As I continue to play with the IPD, I created code to genetically evolve IPD strategies to see if cooperation could be borne out of random behaviours. I used the standard GA I’ve created in Wintermute, with each agent represented by the five weights detailed in my last post and with fitness calculated as the average points earned in each bout (this was subtracted from 5 in order to allow the GA to search for a minimum). I then created a population of 500 agents with a mutation and elitism rate of 0.5% per generation.
It took me a while to tweak the GA to start working, but I finally got it with fascinating results. Here is a chart of the distribution of strategies along with the best fitness for each iteration:
Over the first 200 generations, defecting strategies (All-D and Spiteful) are by far the dominant strategies. At this point though, TFT invades the population and within 100 generations, it makes up more than half of the population. However, TFT quickly crumbles with Pavlov and Spiteful picking up the remainder of the slack. Interestingly, All-D never recovers and doesn’t exceed a single-digit percentage after that.
More interesting however is the cycles that the world enters into, with strategies exploiting each other over successive generations.
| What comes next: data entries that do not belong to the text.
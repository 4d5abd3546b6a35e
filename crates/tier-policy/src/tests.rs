use parcelbase_core_types::Tier;

use crate::defaults::default_table;
use crate::errors::PolicyError;
use crate::loader::load_table;

#[test]
fn default_table_gates_known_features() {
    let table = default_table();
    assert_eq!(table.required_tier("parcel_search"), Some(Tier::Free));
    assert_eq!(table.required_tier("collaboration"), Some(Tier::ProPlus));
    assert_eq!(table.required_tier("bulk_export"), Some(Tier::Portfolio));
    assert_eq!(table.required_tier("sso"), Some(Tier::Enterprise));
    assert!(table.is_known_feature("reports"));
}

#[test]
fn unknown_feature_is_not_known_and_has_no_tier() {
    let table = default_table();
    assert!(!table.is_known_feature("ccp-99:nonexistent"));
    assert_eq!(table.required_tier("ccp-99:nonexistent"), None);
}

#[test]
fn sufficiency_is_monotonic_over_every_tier_pair() {
    let table = default_table();
    for have in Tier::ALL {
        for need in Tier::ALL {
            assert_eq!(
                table.is_sufficient(have, need),
                have.ordinal() >= need.ordinal(),
                "have={have} need={need}"
            );
        }
    }
}

#[test]
fn load_table_without_path_returns_builtin() {
    let table = load_table(None).unwrap();
    assert_eq!(table.rev(), default_table().rev());
    assert_eq!(table.len(), default_table().len());
}

#[test]
fn load_table_overlays_file_entries() {
    let dir = tempfile::tempdir().unwrap();
    let file_path = dir.path().join("tiers.yaml");
    std::fs::write(
        &file_path,
        r#"rev: 7
features:
  collaboration: portfolio
  street_view_notes: pro
"#,
    )
    .unwrap();

    let table = load_table(Some(&file_path)).unwrap();
    assert_eq!(table.rev(), 7);
    // overridden
    assert_eq!(table.required_tier("collaboration"), Some(Tier::Portfolio));
    // added
    assert_eq!(table.required_tier("street_view_notes"), Some(Tier::Pro));
    // untouched builtin
    assert_eq!(table.required_tier("reports"), Some(Tier::Pro));
}

#[test]
fn load_table_rejects_stale_revision() {
    let dir = tempfile::tempdir().unwrap();
    let file_path = dir.path().join("tiers.yaml");
    std::fs::write(&file_path, "rev: 1\nfeatures: {}\n").unwrap();

    let result = load_table(Some(&file_path));
    assert!(matches!(result, Err(PolicyError::Invalid(_))));
}

#[test]
fn load_table_rejects_malformed_yaml() {
    let dir = tempfile::tempdir().unwrap();
    let file_path = dir.path().join("tiers.yaml");
    std::fs::write(&file_path, "features: [not, a, map]\n").unwrap();

    let result = load_table(Some(&file_path));
    assert!(matches!(result, Err(PolicyError::Invalid(_))));
}
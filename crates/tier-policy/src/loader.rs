use std::collections::HashMap;
use std::fs;
use std::path::Path;

use serde::Deserialize;
use tracing::debug;

use parcelbase_core_types::Tier;

use crate::defaults::default_table;
use crate::errors::PolicyError;
use crate::model::TierPolicyTable;

/// On-disk table layout: a revision plus feature-key overrides.
#[derive(Debug, Deserialize)]
struct TierPolicyFile {
    rev: Option<u64>,
    #[serde(default)]
    features: HashMap<String, Tier>,
}

/// Loads the policy table: built-in defaults overlaid with an optional
/// YAML file. Called once at process start; the result is immutable.
pub fn load_table(path: Option<&Path>) -> Result<TierPolicyTable, PolicyError> {
    let mut table = default_table();
    let Some(path) = path else {
        return Ok(table);
    };
    if !path.exists() {
        debug!(path = %path.display(), "policy table file absent; using builtin table");
        return Ok(table);
    }

    let content = fs::read_to_string(path).map_err(|err| PolicyError::Io(err.to_string()))?;
    let file: TierPolicyFile =
        serde_yaml::from_str(&content).map_err(|err| PolicyError::Invalid(err.to_string()))?;

    if let Some(rev) = file.rev {
        if rev <= table.rev() {
            return Err(PolicyError::Invalid(format!(
                "file rev {rev} does not supersede builtin rev {}",
                table.rev()
            )));
        }
        table.set_rev(rev);
    }
    for (feature, tier) in file.features {
        if feature.trim().is_empty() {
            return Err(PolicyError::Invalid("empty feature key".into()));
        }
        table.merge_entry(feature, tier);
    }
    Ok(table)
}
pub mod api;
pub mod errors;
pub mod model;

pub use api::{BillingBackend, BillingStateStore, MemoryBillingBackend, UpsertOutcome};
pub use errors::BillingStoreError;
pub use model::{BillingState, BillingSyncEvent};

#[cfg(test)]
mod tests;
It looked like TFT and Pavlov enjoy longer and longer periods of “prosperity” and running the GA for 2,000 iterations caused the TFT strategy to ultimately win, sometimes taking 96% of the total population.
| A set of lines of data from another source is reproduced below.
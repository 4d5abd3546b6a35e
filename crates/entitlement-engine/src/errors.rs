use thiserror::Error;

/// The only error class `check` surfaces: a broken integration, never a
/// runtime condition. Expired trials, insufficient tiers, and unreachable
/// backends all come back as well-formed denied results instead.
#[derive(Debug, Error)]
pub enum EngineError {
    #[error("tenant id must not be empty")]
    EmptyTenantId,
}
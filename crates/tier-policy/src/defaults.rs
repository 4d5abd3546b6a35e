use parcelbase_core_types::Tier;

use crate::model::TierPolicyTable;

/// Built-in policy table for the product's gated capabilities.
pub fn default_table() -> TierPolicyTable {
    TierPolicyTable::from_entries(
        1,
        [
            ("parcel_search", Tier::Free),
            ("parcel_detail", Tier::Free),
            ("saved_searches", Tier::Pro),
            ("reports", Tier::Pro),
            ("report_branding", Tier::ProPlus),
            ("collaboration", Tier::ProPlus),
            ("bulk_export", Tier::Portfolio),
            ("portfolio_dashboard", Tier::Portfolio),
            ("api_access", Tier::Enterprise),
            ("sso", Tier::Enterprise),
        ],
    )
}
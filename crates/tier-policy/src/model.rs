use std::collections::HashMap;

use parcelbase_core_types::Tier;

/// Versioned mapping from feature key to the minimum tier that unlocks it.
///
/// Loaded once at process start and immutable afterwards; changing policy
/// means shipping a new table revision, not mutating a live one.
#[derive(Clone, Debug, Default)]
pub struct TierPolicyTable {
    rev: u64,
    required: HashMap<String, Tier>,
}

impl TierPolicyTable {
    pub fn from_entries<I, K>(rev: u64, entries: I) -> Self
    where
        I: IntoIterator<Item = (K, Tier)>,
        K: Into<String>,
    {
        Self {
            rev,
            required: entries
                .into_iter()
                .map(|(key, tier)| (key.into(), tier))
                .collect(),
        }
    }

    pub fn rev(&self) -> u64 {
        self.rev
    }

    pub fn required_tier(&self, feature: &str) -> Option<Tier> {
        self.required.get(feature).copied()
    }

    pub fn is_known_feature(&self, feature: &str) -> bool {
        self.required.contains_key(feature)
    }

    /// Ordinal comparison over the tier total order.
    pub fn is_sufficient(&self, have: Tier, need: Tier) -> bool {
        have.is_sufficient_for(need)
    }

    pub fn features(&self) -> impl Iterator<Item = (&str, Tier)> {
        self.required.iter().map(|(key, tier)| (key.as_str(), *tier))
    }

    pub fn len(&self) -> usize {
        self.required.len()
    }

    pub fn is_empty(&self) -> bool {
        self.required.is_empty()
    }

    pub(crate) fn merge_entry(&mut self, feature: String, tier: Tier) {
        self.required.insert(feature, tier);
    }

    pub(crate) fn set_rev(&mut self, rev: u64) {
        self.rev = rev;
    }
}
However, despite wild swings in the dominant strategies, neither the average fitness or the best fitness change much at all past the 200-300th iteration, with both fitnesses hovering just above 2 (meaning that strategies are scoring ‘3’, the reward payoff). What I did notice was that the initial starting weight nearly always quickly converged to “Cooperate” in the most successful strategies, making all evolved strategies “nice”.
Next was to introduce noise to see if a strategy such as Pavlov would evolve as many have noted. Introducing noise at a very high level (10%) simply caused an All-D strategy to rocket to the top and no other strategies could gain a foothold. At 5%, All-D was the biggest strategy until about the 1000th generation when Spiteful took hold, followed by TFT and Pavlov. At 2.5% noise, All-D was superceded quickly with Spiteful and TFT vying for dominant position. In this case though, the fitnesses varied much more significantly and oscillated quite regularly. However, Pavlov seemed to gain little additional traction compared to previous runs despite numerous tweaks.
Finally, I wanted to see if running the simulation longer would “breed” further cooperation. It did seem that running a larger population over a larger number of generations, started to create more cooperative strategies like one I named “Forgive” (1, 0, 1, 1) which will defect in response to a Sucker’s payout but will otherwise always cooperate. This has all the traits of a successful strategy, as per Axelrod’s original observations, of being “nice”, “retaliating”, “forgiving” and “non-envious”. However, this strategy never evolved into an even more cooperative behaviour, as a TFT or Spiteful strategy would exploit the inherent naivety in the population.
This has been very interesting, but I have some thoughts on expanding this:
- My fitness function seems to limit the GA’s ability to search beyond strategies that average a Reward payout. While this was useful for this experiment, how would you continue to force evolutionary pressure on these strategies?
- Co-evolving the payoff matrix? Which way would this drag the population?
- Would more complex strategies (such as TF2T etc.) enable greater diversity and therefore produce a more cooperative populations?
- Would running a very large population over a much greater number of iterations (Ball spoke about 92,000 generations) generate different results? My initial findings are pretty cyclical in nature…but it is hard to determine how the GA would do long-term.
If people have any interesting results to share, please let me know!